Task item
All entries that follow are to be written out verbatim.

Records to process
+ + + + + + +

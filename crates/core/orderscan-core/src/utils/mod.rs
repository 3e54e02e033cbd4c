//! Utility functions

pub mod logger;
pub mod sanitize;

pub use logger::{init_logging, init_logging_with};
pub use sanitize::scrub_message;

+ + + + + + +

Worked solution
filename crates/core/orderscan-core/src/utils/mod.rs
repository 3e54e02e033cbd4c
//! Utility functions

pub mod logger;
pub mod sanitize;

pub use logger::{init_logging, init_logging_with};
pub use sanitize::scrub_message;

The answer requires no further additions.